=== Exercise ===
Pull each line holding "usize" out of the entries below.

=== Information ===
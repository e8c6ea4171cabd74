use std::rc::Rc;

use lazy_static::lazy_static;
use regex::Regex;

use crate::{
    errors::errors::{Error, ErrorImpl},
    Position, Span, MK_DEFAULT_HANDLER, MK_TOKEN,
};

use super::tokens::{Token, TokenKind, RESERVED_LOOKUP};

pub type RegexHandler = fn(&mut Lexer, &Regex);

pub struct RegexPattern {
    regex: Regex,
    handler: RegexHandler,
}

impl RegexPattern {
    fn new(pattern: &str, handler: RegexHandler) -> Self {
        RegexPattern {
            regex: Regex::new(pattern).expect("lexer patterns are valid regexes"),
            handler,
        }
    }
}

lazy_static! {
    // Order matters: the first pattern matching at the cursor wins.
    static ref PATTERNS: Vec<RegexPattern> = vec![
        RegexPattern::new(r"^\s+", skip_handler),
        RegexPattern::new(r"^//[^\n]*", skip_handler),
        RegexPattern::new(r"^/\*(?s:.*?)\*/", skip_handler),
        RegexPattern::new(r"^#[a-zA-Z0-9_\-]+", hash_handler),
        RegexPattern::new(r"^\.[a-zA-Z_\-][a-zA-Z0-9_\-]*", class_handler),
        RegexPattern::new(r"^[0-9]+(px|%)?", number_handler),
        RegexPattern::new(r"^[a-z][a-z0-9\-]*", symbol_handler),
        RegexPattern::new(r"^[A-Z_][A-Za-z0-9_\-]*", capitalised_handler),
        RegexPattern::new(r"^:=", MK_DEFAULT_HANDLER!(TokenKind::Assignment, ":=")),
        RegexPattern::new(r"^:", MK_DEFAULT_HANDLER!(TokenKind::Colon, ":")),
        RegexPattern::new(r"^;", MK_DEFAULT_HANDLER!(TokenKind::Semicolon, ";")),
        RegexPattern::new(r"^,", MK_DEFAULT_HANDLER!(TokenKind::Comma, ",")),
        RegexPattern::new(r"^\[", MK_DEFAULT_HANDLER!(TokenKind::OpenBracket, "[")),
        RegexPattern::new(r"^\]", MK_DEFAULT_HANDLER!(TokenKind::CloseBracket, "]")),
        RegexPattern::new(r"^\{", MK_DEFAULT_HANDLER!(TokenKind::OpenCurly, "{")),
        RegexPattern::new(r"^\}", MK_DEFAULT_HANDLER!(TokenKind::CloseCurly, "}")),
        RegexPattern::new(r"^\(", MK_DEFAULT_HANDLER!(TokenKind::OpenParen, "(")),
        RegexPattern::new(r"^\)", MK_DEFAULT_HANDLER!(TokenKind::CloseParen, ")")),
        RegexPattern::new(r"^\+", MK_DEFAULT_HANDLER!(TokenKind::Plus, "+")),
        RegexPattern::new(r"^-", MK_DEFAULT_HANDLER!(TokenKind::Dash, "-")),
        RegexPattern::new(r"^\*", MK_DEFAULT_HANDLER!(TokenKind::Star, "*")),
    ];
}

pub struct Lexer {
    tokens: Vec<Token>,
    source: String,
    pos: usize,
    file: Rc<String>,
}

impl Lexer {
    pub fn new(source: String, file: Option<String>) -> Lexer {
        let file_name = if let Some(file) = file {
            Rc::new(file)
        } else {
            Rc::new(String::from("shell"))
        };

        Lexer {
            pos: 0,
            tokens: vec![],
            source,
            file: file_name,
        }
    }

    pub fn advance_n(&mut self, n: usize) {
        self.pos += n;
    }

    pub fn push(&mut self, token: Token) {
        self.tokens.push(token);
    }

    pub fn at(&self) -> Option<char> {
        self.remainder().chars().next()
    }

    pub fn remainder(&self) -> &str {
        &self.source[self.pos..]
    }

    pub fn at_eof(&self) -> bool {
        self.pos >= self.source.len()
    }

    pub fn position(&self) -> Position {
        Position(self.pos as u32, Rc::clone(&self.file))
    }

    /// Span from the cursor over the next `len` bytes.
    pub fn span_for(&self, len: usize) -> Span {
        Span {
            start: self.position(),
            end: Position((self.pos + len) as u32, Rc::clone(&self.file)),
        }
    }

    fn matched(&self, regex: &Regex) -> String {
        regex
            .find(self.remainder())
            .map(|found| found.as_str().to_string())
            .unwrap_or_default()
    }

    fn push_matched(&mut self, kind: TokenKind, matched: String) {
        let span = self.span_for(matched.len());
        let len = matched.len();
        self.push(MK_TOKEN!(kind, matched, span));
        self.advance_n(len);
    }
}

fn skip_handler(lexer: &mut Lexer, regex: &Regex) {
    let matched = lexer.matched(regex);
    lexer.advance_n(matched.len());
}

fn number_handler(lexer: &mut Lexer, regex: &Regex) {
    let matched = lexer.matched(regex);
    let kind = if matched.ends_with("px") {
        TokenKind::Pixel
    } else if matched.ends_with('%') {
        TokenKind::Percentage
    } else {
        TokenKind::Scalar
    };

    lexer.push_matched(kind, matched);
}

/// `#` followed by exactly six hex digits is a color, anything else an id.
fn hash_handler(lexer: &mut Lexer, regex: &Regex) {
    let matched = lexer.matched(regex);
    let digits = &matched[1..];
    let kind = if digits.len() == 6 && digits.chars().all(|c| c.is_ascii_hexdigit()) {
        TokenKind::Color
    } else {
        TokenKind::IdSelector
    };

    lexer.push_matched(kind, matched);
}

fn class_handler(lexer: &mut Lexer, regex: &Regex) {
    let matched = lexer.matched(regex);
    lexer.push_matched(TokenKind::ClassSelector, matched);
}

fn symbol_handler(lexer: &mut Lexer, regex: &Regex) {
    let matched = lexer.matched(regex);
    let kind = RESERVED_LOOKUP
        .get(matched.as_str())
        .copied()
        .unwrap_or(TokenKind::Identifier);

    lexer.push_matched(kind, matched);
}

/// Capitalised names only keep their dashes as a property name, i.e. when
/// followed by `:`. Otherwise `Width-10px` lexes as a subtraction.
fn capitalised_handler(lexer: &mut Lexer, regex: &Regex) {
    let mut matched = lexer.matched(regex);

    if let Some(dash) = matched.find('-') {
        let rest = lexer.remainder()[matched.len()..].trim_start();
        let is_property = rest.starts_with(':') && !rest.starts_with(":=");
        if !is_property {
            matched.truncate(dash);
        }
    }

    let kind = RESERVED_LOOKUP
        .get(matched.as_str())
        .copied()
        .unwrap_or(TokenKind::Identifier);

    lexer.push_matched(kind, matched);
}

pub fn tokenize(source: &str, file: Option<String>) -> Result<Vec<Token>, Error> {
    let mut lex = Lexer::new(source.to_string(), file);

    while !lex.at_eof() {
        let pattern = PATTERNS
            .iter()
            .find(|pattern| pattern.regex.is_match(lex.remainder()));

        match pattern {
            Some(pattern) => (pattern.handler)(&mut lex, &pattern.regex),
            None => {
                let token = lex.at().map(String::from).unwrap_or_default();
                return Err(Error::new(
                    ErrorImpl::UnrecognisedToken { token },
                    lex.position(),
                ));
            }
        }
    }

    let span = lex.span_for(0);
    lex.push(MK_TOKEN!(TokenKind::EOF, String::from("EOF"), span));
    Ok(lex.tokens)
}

--

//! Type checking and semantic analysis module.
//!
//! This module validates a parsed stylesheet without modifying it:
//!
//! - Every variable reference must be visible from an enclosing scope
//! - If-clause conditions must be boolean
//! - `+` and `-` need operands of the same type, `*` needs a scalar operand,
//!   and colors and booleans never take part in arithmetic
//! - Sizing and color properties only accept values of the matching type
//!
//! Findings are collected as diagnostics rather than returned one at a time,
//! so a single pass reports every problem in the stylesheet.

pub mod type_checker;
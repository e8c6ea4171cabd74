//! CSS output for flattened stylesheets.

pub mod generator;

--

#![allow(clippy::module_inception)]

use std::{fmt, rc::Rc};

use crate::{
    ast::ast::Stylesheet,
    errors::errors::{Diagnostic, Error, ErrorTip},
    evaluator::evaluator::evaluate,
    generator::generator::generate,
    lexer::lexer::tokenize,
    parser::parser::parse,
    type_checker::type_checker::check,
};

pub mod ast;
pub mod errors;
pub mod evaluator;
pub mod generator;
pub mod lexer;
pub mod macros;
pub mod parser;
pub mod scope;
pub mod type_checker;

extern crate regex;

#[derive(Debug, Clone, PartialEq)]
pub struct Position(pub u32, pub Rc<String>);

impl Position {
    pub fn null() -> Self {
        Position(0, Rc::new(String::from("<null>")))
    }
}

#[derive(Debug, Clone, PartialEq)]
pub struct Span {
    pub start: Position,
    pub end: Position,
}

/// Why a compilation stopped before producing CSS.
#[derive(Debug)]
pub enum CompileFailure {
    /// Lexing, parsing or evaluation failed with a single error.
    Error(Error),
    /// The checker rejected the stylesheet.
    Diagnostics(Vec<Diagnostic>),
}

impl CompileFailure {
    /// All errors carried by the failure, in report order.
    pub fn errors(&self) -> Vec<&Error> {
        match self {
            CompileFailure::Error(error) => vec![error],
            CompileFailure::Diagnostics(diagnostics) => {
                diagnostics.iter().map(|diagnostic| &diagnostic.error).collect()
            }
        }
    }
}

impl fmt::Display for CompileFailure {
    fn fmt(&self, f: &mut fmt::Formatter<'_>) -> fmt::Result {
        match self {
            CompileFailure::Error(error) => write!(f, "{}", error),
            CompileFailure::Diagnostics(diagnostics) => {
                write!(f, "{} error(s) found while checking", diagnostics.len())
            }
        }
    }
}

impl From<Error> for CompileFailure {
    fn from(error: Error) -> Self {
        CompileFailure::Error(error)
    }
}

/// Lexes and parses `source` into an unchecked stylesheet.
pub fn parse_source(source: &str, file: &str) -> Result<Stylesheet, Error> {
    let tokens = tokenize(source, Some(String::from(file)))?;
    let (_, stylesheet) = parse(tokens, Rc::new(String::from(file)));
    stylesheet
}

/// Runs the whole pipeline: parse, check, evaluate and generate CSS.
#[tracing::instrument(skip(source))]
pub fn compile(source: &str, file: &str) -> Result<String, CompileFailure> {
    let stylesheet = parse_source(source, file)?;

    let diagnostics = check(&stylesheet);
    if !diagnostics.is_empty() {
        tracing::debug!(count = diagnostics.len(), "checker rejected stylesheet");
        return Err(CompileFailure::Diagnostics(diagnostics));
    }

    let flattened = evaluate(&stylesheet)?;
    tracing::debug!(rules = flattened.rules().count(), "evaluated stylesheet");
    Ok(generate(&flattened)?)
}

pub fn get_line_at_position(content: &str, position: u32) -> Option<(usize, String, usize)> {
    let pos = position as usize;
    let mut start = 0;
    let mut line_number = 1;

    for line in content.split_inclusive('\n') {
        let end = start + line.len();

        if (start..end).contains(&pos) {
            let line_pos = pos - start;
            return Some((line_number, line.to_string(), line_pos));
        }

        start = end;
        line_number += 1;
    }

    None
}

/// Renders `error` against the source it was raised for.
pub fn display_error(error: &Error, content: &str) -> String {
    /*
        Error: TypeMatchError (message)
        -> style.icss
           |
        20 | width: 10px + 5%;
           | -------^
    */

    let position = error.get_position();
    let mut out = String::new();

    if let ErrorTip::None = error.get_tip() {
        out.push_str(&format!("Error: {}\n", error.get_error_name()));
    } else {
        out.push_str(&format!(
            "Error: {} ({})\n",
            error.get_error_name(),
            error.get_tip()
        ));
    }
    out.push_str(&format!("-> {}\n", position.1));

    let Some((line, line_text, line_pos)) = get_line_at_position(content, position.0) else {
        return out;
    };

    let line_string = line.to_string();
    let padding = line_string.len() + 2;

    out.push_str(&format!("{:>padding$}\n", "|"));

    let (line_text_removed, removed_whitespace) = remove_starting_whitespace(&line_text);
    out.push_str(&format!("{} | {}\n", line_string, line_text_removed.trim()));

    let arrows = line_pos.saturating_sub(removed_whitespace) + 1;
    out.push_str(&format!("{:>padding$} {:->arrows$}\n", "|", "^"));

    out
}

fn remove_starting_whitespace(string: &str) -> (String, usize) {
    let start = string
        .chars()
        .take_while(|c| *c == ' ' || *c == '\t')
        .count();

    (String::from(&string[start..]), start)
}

=== Expected answer ===
    pos: usize,
    pub fn advance_n(&mut self, n: usize) {
    pub fn span_for(&self, len: usize) -> Span {
pub fn get_line_at_position(content: &str, position: u32) -> Option<(usize, String, usize)> {
    let pos = position as usize;
fn remove_starting_whitespace(string: &str) -> (String, usize) {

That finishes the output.